Asked whether the party will expect Mr Blair and Mr Brown to give signals at the autumn party conference that show that they are preparing the handover, she said: “I think that is for Tony and Gordon.”
Mr Blair denied yesterday that he had experienced his “Geoffrey Howe moment” when Mr Clarke spoke out about his concerns over the Government’s direction. He rejected the claim that he had lost direction and insisted that it was time for the Government to “calm down, hold our nerve and get on with governing”.
Mr Clarke had used interviews to voice his irritation over his dismissal as Home Secretary and to suggest that Mr Blair has suffered a series of blows to his authority from which he may be unable to recover. He told The Times: “I do think there is a sense of Tony having lost his sense of purpose and direction, so my advice to him is to recover that sense of purpose and direction and that remains the best option.”
The Tories said that his remarks were comparable to the dramatic resignation speech made by Sir Geoffrey Howe in the House of Commons, which triggered the sequence of events leading to the downfall of Margaret Thatcher.
Asked whether he had just had his “Geoffrey Howe moment”, Mr Blair replied firmly: “No.
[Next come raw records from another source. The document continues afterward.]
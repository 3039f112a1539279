pub mod config;
pub mod program;
pub mod sim;
#[allow(clippy::module_inception)]
pub mod simulator;
pub mod utils;

pub use program::Program;
pub use simulator::Simulator;
pub use utils::log;
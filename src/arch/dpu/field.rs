use std::collections::BTreeMap;

use crate::error::{DpuError, Result};

/// Decoded instruction fields, name -> value.
pub type FieldMap = BTreeMap<String, i64>;

pub trait Fields {
  fn field(&self, name: &str) -> Result<i64>;
  fn field_or(&self, name: &str, default: i64) -> i64;

  fn field_usize(&self, name: &str) -> Result<usize> {
    let v = self.field(name)?;
    usize::try_from(v).map_err(|_| DpuError::param(format!("field {} = {} must not be negative", name, v)))
  }

  fn field_u32(&self, name: &str) -> Result<u32> {
    let v = self.field(name)?;
    u32::try_from(v).map_err(|_| DpuError::param(format!("field {} = {} out of range", name, v)))
  }

  fn flag(&self, name: &str) -> bool {
    self.field_or(name, 0) != 0
  }
}

impl Fields for FieldMap {
  fn field(&self, name: &str) -> Result<i64> {
    self
      .get(name)
      .copied()
      .ok_or_else(|| DpuError::param(format!("missing field {}", name)))
  }

  fn field_or(&self, name: &str, default: i64) -> i64 {
    self.get(name).copied().unwrap_or(default)
  }
}

/// Build a field map from literal pairs, mostly for tests.
pub fn fields<'a>(pairs: impl IntoIterator<Item = (&'a str, i64)>) -> FieldMap {
  pairs.into_iter().map(|(k, v)| (k.to_string(), v)).collect()
}
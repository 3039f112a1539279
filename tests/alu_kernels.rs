#[macro_use]
mod common;

use common::{addr, inst, run, sequencer};
use dpusim::arch::dpu::{Instruction, Opcode, Sequencer};
use dpusim::arch::profile::Generation;
use dpusim::DpuError;

const CH: usize = 32;
const OUT: usize = 40;

fn fill_rows(s: &mut Sequencer, bank: u32, first: usize, rows: usize, f: impl Fn(usize, usize) -> i8) {
  let b = s.dpu_mut().banks.get_mut(bank).unwrap();
  for r in 0..rows {
    let data: Vec<i8> = (0..CH).map(|c| f(r, c)).collect();
    b.write(first + r, &data).unwrap();
  }
}

fn elew_init(sub_mode: i64) -> Instruction {
  inst(
    Opcode::AluInit,
    &[
      ("exec_mode", 11),
      ("exec_sub_mode", sub_mode),
      ("num", 2),
      ("alu_num", 1),
      ("cp", CH as i64),
      ("tile_owg", 1),
      ("tile_ohg", 1),
      ("tile_cg", 1),
      ("ow_iter", 1),
      ("shift_read_0", 2),
      ("shift_read_1", 2),
      ("shift_cut", 2),
    ],
  )
}

/// Two 1x8 inputs, x0 = c and x1 = w + c, added on the newest generation.
fn elew_add((sub_mode, expected): (i64, fn(usize, usize) -> i8)) {
  let mut s = sequencer(Generation::Xv3dpu);
  fill_rows(&mut s, 0, 0, 8, |_, c| c as i8);
  fill_rows(&mut s, 0, 20, 8, |w, c| (w + c) as i8);
  let program = [
    elew_init(sub_mode),
    addr(0, 0, 1, 0, 1, 0),
    addr(0, 1, 1, 20, 1, 0),
    addr(3, 0, 1, OUT as i64, 1, 0),
    inst(Opcode::Alu, &[]),
  ];
  run(&mut s, &program).unwrap();
  let bank = s.dpu().banks.get(0).unwrap();
  for w in 0..8 {
    let row = bank.read_vec(OUT + w, CH).unwrap();
    let want: Vec<i8> = (0..CH).map(|c| expected(w, c)).collect();
    assert_eq!(row, want, "pixel {}", w);
  }
}

test_case!(elew_add:
  per_channel => (0, |w: usize, c: usize| (w + 2 * c) as i8),
  channel_broadcast => (1, |w: usize, c: usize| (w + c) as i8),
);

const NORM_ROWS: usize = 2;
const NORM_IN: i64 = 0;
const NORM_WEIGHTS: i64 = 10;

fn norm_init(mode: i64) -> Instruction {
  inst(
    Opcode::AluInit,
    &[
      ("exec_mode", mode),
      ("num", 1),
      ("alu_num", 1),
      ("tile_owg", 1),
      ("tile_ohg", 1),
      ("tile_cg", 1),
      ("ow_iter", 1),
      ("shift_cut", 0),
      ("lp_mt_addr", 0),
      ("epsilon", 1e-5f32.to_bits() as i64),
    ],
  )
}

/// Input rows, optional scale / bias descriptor, output rows, compute.
fn norm_phase(mode: i64, out: i64, with_weights: bool) -> Vec<Instruction> {
  let mut p = vec![norm_init(mode), addr(0, 0, NORM_ROWS as i64, NORM_IN, 1, 8)];
  if with_weights {
    p.push(addr(1, 0, 1, NORM_WEIGHTS, 1, 0));
  }
  p.push(addr(3, 0, NORM_ROWS as i64, out, 1, 8));
  p.push(inst(Opcode::Alu, &[]));
  p
}

fn norm_machine() -> Sequencer {
  let mut s = sequencer(Generation::Xv3dpu);
  fill_rows(&mut s, 0, NORM_IN as usize, 8 * NORM_ROWS, |_, _| 4);
  let wgt = s.dpu().banks.id_in_group("WGT", 0).unwrap();
  fill_rows(&mut s, wgt, NORM_WEIGHTS as usize, 1, |_, _| 1);
  fill_rows(&mut s, wgt, NORM_WEIGHTS as usize + 1, 1, |_, _| 7);
  s
}

#[test]
fn instance_norm_of_a_constant_is_its_bias() {
  dpusim::simulator::utils::log::init_log();
  let mut s = norm_machine();
  run(&mut s, &norm_phase(13, 200, true)).unwrap();
  assert!(s.dpu().norm.mean.iter().all(|&m| m == 4.0));
  assert!(s.dpu().norm.variance.iter().all(|&v| v == 0.0));
  run(&mut s, &norm_phase(14, 300, false)).unwrap();
  let bank = s.dpu().banks.get(0).unwrap();
  for p in 0..8 * NORM_ROWS {
    assert_eq!(bank.read_vec(300 + p, CH).unwrap(), vec![7; CH], "pixel {}", p);
  }
}

#[test]
fn second_phase_needs_statistics() {
  dpusim::simulator::utils::log::init_log();
  let mut s = norm_machine();
  let err = run(&mut s, &norm_phase(14, 300, false)).unwrap_err();
  assert!(matches!(err, DpuError::Ordering { .. }));
  assert_eq!(err.inst(), Some(3));
}

#[test]
fn mode_outside_the_target() {
  dpusim::simulator::utils::log::init_log();
  let mut s = sequencer(Generation::Xv2dpu);
  let mut p = norm_phase(13, 200, true);
  p.remove(2);
  let err = run(&mut s, &p).unwrap_err();
  assert!(matches!(err, DpuError::Parameter { .. }));
  assert_eq!(err.inst(), Some(3));
}

#[test]
fn xv2_max_pool() {
  dpusim::simulator::utils::log::init_log();
  let mut s = sequencer(Generation::Xv2dpu);
  // 2x4 image, one bank-wide half per pixel: value 4h + w + 1 on every channel
  for h in 0..2 {
    for w in 0..4 {
      let v = (4 * h + w + 1) as i8;
      s.dpu_mut().banks.get_mut(0).unwrap().write(8 * h + 2 * w, &[v; CH]).unwrap();
    }
  }
  let init = inst(
    Opcode::AluInit,
    &[
      ("exec_mode", 10),
      ("num", 1),
      ("alu_num", 1),
      ("kernel_h", 2),
      ("kernel_w", 2),
      ("stride_h", 2),
      ("stride_w", 2),
      ("tile_owg", 1),
      ("tile_ohg", 1),
      ("tile_cg", 1),
      ("ow_iter", 1),
      ("ow_offset", 6),
      ("shift_cut", 0),
    ],
  );
  let program = [init, addr(0, 0, 2, 0, 2, 8), addr(3, 0, 1, 100, 2, 0), inst(Opcode::Alu, &[])];
  run(&mut s, &program).unwrap();
  let bank = s.dpu().banks.get(0).unwrap();
  assert_eq!(bank.read_vec(100, CH).unwrap(), vec![6; CH]);
  assert_eq!(bank.read_vec(102, CH).unwrap(), vec![8; CH]);
}

const GARBAGE: i8 = 50;

/// Weights of the depthwise cases: all ones on channel 0, `a - b` on channel 1.
fn dw_weight(a: usize, b: usize, k: usize) -> i8 {
  if k == 0 {
    1
  } else {
    a as i8 - b as i8
  }
}

/// Depthwise sum over the taps that land on real pixels only. `real(h, w)`
/// yields the input pixel at working-buffer position (h, w), if any.
fn real_windows(
  kernel: usize,
  stride: usize,
  (oh, ow, k): (usize, usize, usize),
  real: impl Fn(usize, usize) -> Option<i8>,
) -> i8 {
  let mut sum = 0i64;
  for a in 0..kernel {
    for b in 0..kernel {
      if let Some(x) = real(oh * stride + a, ow * stride + b) {
        let x = if k == 0 { x } else { -x };
        sum += x as i64 * dw_weight(a, b, k) as i64;
      }
    }
  }
  sum as i8
}

/// XV2 4x4 working image: rows / columns 1..=2 are real, the border holds
/// stale data that the declared padding must hide.
fn xv2_padded_machine(border: i8) -> Sequencer {
  let mut s = sequencer(Generation::Xv2dpu);
  let img = s.dpu_mut().banks.get_mut(0).unwrap();
  for h in 0..4 {
    for w in 0..4 {
      let inside = (1..=2).contains(&h) && (1..=2).contains(&w);
      let x = if inside { (4 * h + w + 1) as i8 } else { border };
      img.write(8 * h + 2 * w, &[x, -x]).unwrap();
    }
  }
  let wgt = s.dpu_mut().banks.get_mut(1).unwrap();
  for a in 0..2 {
    for b in 0..2 {
      wgt.write(2 * a + b, &[dw_weight(a, b, 0), dw_weight(a, b, 1)]).unwrap();
    }
  }
  s
}

fn xv2_macc(pads: &[(&str, i64)]) -> Vec<Instruction> {
  let mut init = vec![
    ("exec_mode", 9),
    ("num", 1),
    ("alu_num", 1),
    ("kernel_h", 2),
    ("kernel_w", 2),
    ("stride_h", 2),
    ("stride_w", 2),
    ("tile_owg", 1),
    ("tile_ohg", 1),
    ("tile_cg", 1),
    ("ow_iter", 1),
    ("ow_offset", 6),
    ("shift_cut", 0),
    ("b_mode", 2),
  ];
  init.extend_from_slice(pads);
  vec![
    inst(Opcode::AluInit, &init),
    addr(0, 0, 4, 0, 2, 8),
    addr(1, 0, 1, 0, 0, 0),
    addr(3, 0, 2, 100, 2, 4),
    inst(Opcode::Alu, &[]),
  ]
}

fn xv2_output(s: &Sequencer) -> Vec<Vec<i8>> {
  let bank = s.dpu().banks.get(0).unwrap();
  [100, 102, 104, 106].iter().map(|&r| bank.read_vec(r, 2).unwrap()).collect()
}

#[test]
fn tiled_padding_hides_the_border() {
  dpusim::simulator::utils::log::init_log();
  // Right / bottom fields count from the full tile: 13 = 1 + stride * ow_offset,
  // 5 = 1 + stride * (ohp - rows), leaving the last column / row as padding.
  let pads = [("pad_left", 1), ("pad_top", 1), ("pad_right", 13), ("pad_bottom", 5)];
  let mut padded = xv2_padded_machine(GARBAGE);
  run(&mut padded, &xv2_macc(&pads)).unwrap();
  let mut clean = xv2_padded_machine(0);
  run(&mut clean, &xv2_macc(&[])).unwrap();
  assert_eq!(xv2_output(&padded), xv2_output(&clean));

  let real = |h: usize, w: usize| {
    ((1..=2).contains(&h) && (1..=2).contains(&w)).then(|| (4 * h + w + 1) as i8)
  };
  let got = xv2_output(&padded);
  for (i, px) in got.iter().enumerate() {
    let (oh, ow) = (i / 2, i % 2);
    let want: Vec<i8> = (0..2).map(|k| real_windows(2, 2, (oh, ow, k), real)).collect();
    assert_eq!(px, &want, "output pixel ({}, {})", oh, ow);
  }
  // Each 2x2 window sees exactly one real pixel.
  assert_eq!(got, vec![vec![6, 0], vec![7, -7], vec![10, 10], vec![11, 0]]);
}

const DW_OUT_BANK: u32 = 8;
const DW_WEIGHT_BANK: u32 = 18;

/// DPUV2 5x5 working image, row h in image bank h and pixel w at row w of
/// that bank; real pixels fill rows / columns 1..=3.
fn dpuv2_padded_machine(border: i8) -> Sequencer {
  let mut s = sequencer(Generation::Dpuv2);
  for h in 0..5 {
    let bank = s.dpu_mut().banks.get_mut(h as u32).unwrap();
    for w in 0..5 {
      let inside = (1..=3).contains(&h) && (1..=3).contains(&w);
      let x = if inside { (3 * (h - 1) + (w - 1) + 1) as i8 } else { border };
      bank.write(w, &[x, -x]).unwrap();
    }
  }
  let wgt = s.dpu_mut().banks.get_mut(DW_WEIGHT_BANK).unwrap();
  for a in 0..3 {
    for b in 0..3 {
      wgt.write(3 * a + b, &[dw_weight(a, b, 0), dw_weight(a, b, 1)]).unwrap();
    }
  }
  s
}

fn dpuv2_dwcv(pads: &[(&str, i64)]) -> Vec<Instruction> {
  let init = inst(
    Opcode::AluInit,
    &[
      ("exec_mode", 0),
      ("jump_read", 1),
      ("jump_read_endl", 0),
      ("jump_read_weights", 1),
      ("jump_write", 1),
      ("jump_write_endl", 0),
      ("shift_cut", 0),
      ("shift_bias", 0),
      ("stride_h", 1),
      ("stride_w", 1),
      ("stride_out", 1),
      ("channel_group", 1),
      ("length", 3),
      ("kernel_h", 3),
      ("kernel_w", 3),
    ],
  );
  let mut alu = vec![
    ("bank_id_in", 0),
    ("bank_addr_in", 0),
    ("bank_id_out", DW_OUT_BANK as i64),
    ("bank_addr_out", 0),
    ("bank_addr_weights", 0),
    ("bank_addr_bias", 0),
    ("valid_pixel_parallel", 3),
  ];
  alu.extend_from_slice(pads);
  vec![init, inst(Opcode::Alu, &alu)]
}

fn dpuv2_output(s: &Sequencer) -> Vec<Vec<i8>> {
  let mut out = Vec::new();
  for h in 0..3 {
    let bank = s.dpu().banks.get(DW_OUT_BANK + h).unwrap();
    for w in 0..3 {
      out.push(bank.read_vec(w, 2).unwrap());
    }
  }
  out
}

#[test]
fn direct_padding_hides_the_border() {
  dpusim::simulator::utils::log::init_log();
  // Right / bottom of 1 pad the last column / row of a 3x3 window walk.
  let pads = [("pad_left", 1), ("pad_top", 1), ("pad_right", 1), ("pad_bottom", 1)];
  let mut padded = dpuv2_padded_machine(GARBAGE);
  run(&mut padded, &dpuv2_dwcv(&pads)).unwrap();
  // kernel - 1 on right / bottom leaves those borders alone
  let mut clean = dpuv2_padded_machine(0);
  run(&mut clean, &dpuv2_dwcv(&[("pad_right", 2), ("pad_bottom", 2)])).unwrap();
  assert_eq!(dpuv2_output(&padded), dpuv2_output(&clean));

  let real = |h: usize, w: usize| {
    ((1..=3).contains(&h) && (1..=3).contains(&w)).then(|| (3 * (h - 1) + (w - 1) + 1) as i8)
  };
  let got = dpuv2_output(&padded);
  for (i, px) in got.iter().enumerate() {
    let (oh, ow) = (i / 3, i % 3);
    let want: Vec<i8> = (0..2).map(|k| real_windows(3, 1, (oh, ow, k), real)).collect();
    assert_eq!(px, &want, "output pixel ({}, {})", oh, ow);
  }
  // Corner window: 1 + 2 + 4 + 5; centre window: every real pixel.
  assert_eq!(got[0][0], 12);
  assert_eq!(got[4], vec![45, -12]);
}

const RED_CH: usize = 64;
const RED_OUT: i64 = 100;

/// XV3 image of 2 rows x 8 pixels x 64 channels; a pixel spans two bank
/// rows, row h starts at bank row 16h.
fn reduce_machine(pixel: impl Fn(usize, usize) -> i8) -> Sequencer {
  let mut s = sequencer(Generation::Xv3dpu);
  let bank = s.dpu_mut().banks.get_mut(0).unwrap();
  for h in 0..2 {
    for w in 0..8 {
      bank.write(16 * h + 2 * w, &[pixel(h, w); RED_CH]).unwrap();
    }
  }
  s
}

fn reduction(sub_mode: i64, out_rows: i64) -> Vec<Instruction> {
  vec![
    inst(
      Opcode::AluInit,
      &[
        ("exec_mode", 16),
        ("exec_sub_mode", sub_mode),
        ("num", 1),
        ("alu_num", 1),
        ("tile_owg", 1),
        ("tile_ohg", 1),
        ("tile_cg", 1),
        ("ow_iter", 1),
        ("shift_cut", 0),
      ],
    ),
    addr(0, 0, 2, 0, 2, 16),
    addr(3, 0, out_rows, RED_OUT, 2, 16),
    inst(Opcode::Alu, &[]),
  ]
}

/// Reduce the two rows (`top`, `bottom` on every pixel and channel) over H.
fn reduce_over_h((reduce_type, top, bottom, expected): (i64, i8, i8, i8)) {
  let mut s = reduce_machine(|h, _| if h == 0 { top } else { bottom });
  run(&mut s, &reduction((reduce_type << 2) | 1, 1)).unwrap();
  let bank = s.dpu().banks.get(0).unwrap();
  for w in 0..8 {
    assert_eq!(bank.read_vec(RED_OUT as usize + 2 * w, RED_CH).unwrap(), vec![expected; RED_CH], "pixel {}", w);
  }
}

test_case!(reduce_over_h:
  reduce_max => (1, 2, 4, 4),
  reduce_min => (2, 2, 4, 2),
  reduce_mean => (3, 2, 4, 3),
  reduce_mean_rounds_half_up => (3, 2, 5, 4),
  reduce_sum => (4, 2, 4, 6),
  reduce_max_of_negatives_is_zero => (1, -5, -7, 0),
);

#[test]
fn channel_reduction_keeps_one_value_per_row() {
  dpusim::simulator::utils::log::init_log();
  let mut s = reduce_machine(|h, w| (10 * h + w) as i8);
  // mean over the channels of each pixel, every pixel of a row on (h, 0, 0)
  run(&mut s, &reduction((3 << 2) | 3, 2)).unwrap();
  let bank = s.dpu().banks.get(0).unwrap();
  let row0 = bank.read_vec(RED_OUT as usize, RED_CH).unwrap();
  let row1 = bank.read_vec(RED_OUT as usize + 16, RED_CH).unwrap();
  assert_eq!((row0[0], row1[0]), (7, 17));
  assert!(row0[1..].iter().chain(&row1[1..]).all(|&v| v == 0));
  assert_eq!(bank.read_vec(RED_OUT as usize + 2, RED_CH).unwrap(), vec![0; RED_CH]);
}
#![allow(dead_code)]

use dpusim::arch::dpu::field::fields;
use dpusim::arch::dpu::{Dpu, DpuOptions, Instruction, Opcode, Sequencer};
use dpusim::arch::profile::{Generation, Profile};
use dpusim::Result;

/// Expand one `#[test]` per named case; the body receives the case tuple.
macro_rules! test_case {
  ($body:ident: $($name:ident => $case:expr),+ $(,)?) => {
    $(
      #[test]
      fn $name() {
        dpusim::simulator::utils::log::init_log();
        $body($case);
      }
    )+
  };
}

pub fn dpu(g: Generation) -> Dpu {
  Dpu::new(Profile::builtin(g), DpuOptions::default()).unwrap()
}

pub fn sequencer(g: Generation) -> Sequencer {
  Sequencer::new(dpu(g))
}

pub fn inst(op: Opcode, pairs: &[(&str, i64)]) -> Instruction {
  Instruction::new(op, fields(pairs.iter().copied()))
}

/// Issue every instruction, stopping at the first error.
pub fn run(seq: &mut Sequencer, program: &[Instruction]) -> Result<()> {
  for i in program {
    seq.issue(i)?;
  }
  Ok(())
}

/// Address-list descriptor with the usual defaults.
pub fn addr(kind: i64, id: i64, h_num: i64, mt_addr: i64, jump: i64, jump_endl: i64) -> Instruction {
  inst(
    Opcode::AluAddr,
    &[("type", kind), ("id", id), ("h_num", h_num), ("mt_addr", mt_addr), ("jump", jump), ("jump_endl", jump_endl)],
  )
}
I actually have a very great regard for Charles, both for what he did in government and afterwards. I simply felt he had to move from his position for the reasons I gave at the time.”
Speaking at a 10 Downing Street reception for members of the British Society of Magazine Editors, Mr Blair said: “We are a year [on] from a general election. We have got three years, if not more, before the next general election. What we should do is calm down, hold our nerve and get on with governing.”
Mrs Beckett said that she did not agree with Mr Clarke’s remarks about Mr Blair. “I do not think there is any indication that he has lost a sense of purpose and direction. Indeed from my present vantage point the direction he gave me about wanting me to use the diplomatic channels to pursue issues like climate change was absolutely clear and is part of a much bigger picture. I do not have the impression that he has lost direction or interest at all.”
She went on: “I have great respect and affection for Charles. But I think what happens with former ministers is that they feel a natural sense of dismay, particularly in Charles’s case because he made plain that he felt he should have been allowed to remain.”
Downing Street tried to play down Mr Clarke’s remarks. Mr Blair’s spokesman said that he had made plain at the time of his dismissal that he was disappointed and it was no surprise that he should express it now.
Whenever problems arose in a department the Prime Minister had to decide whether a change of leadership was necessary and in this case he had decided that it was. But he had offered Mr Clarke other jobs, which he had declined, and that was his choice.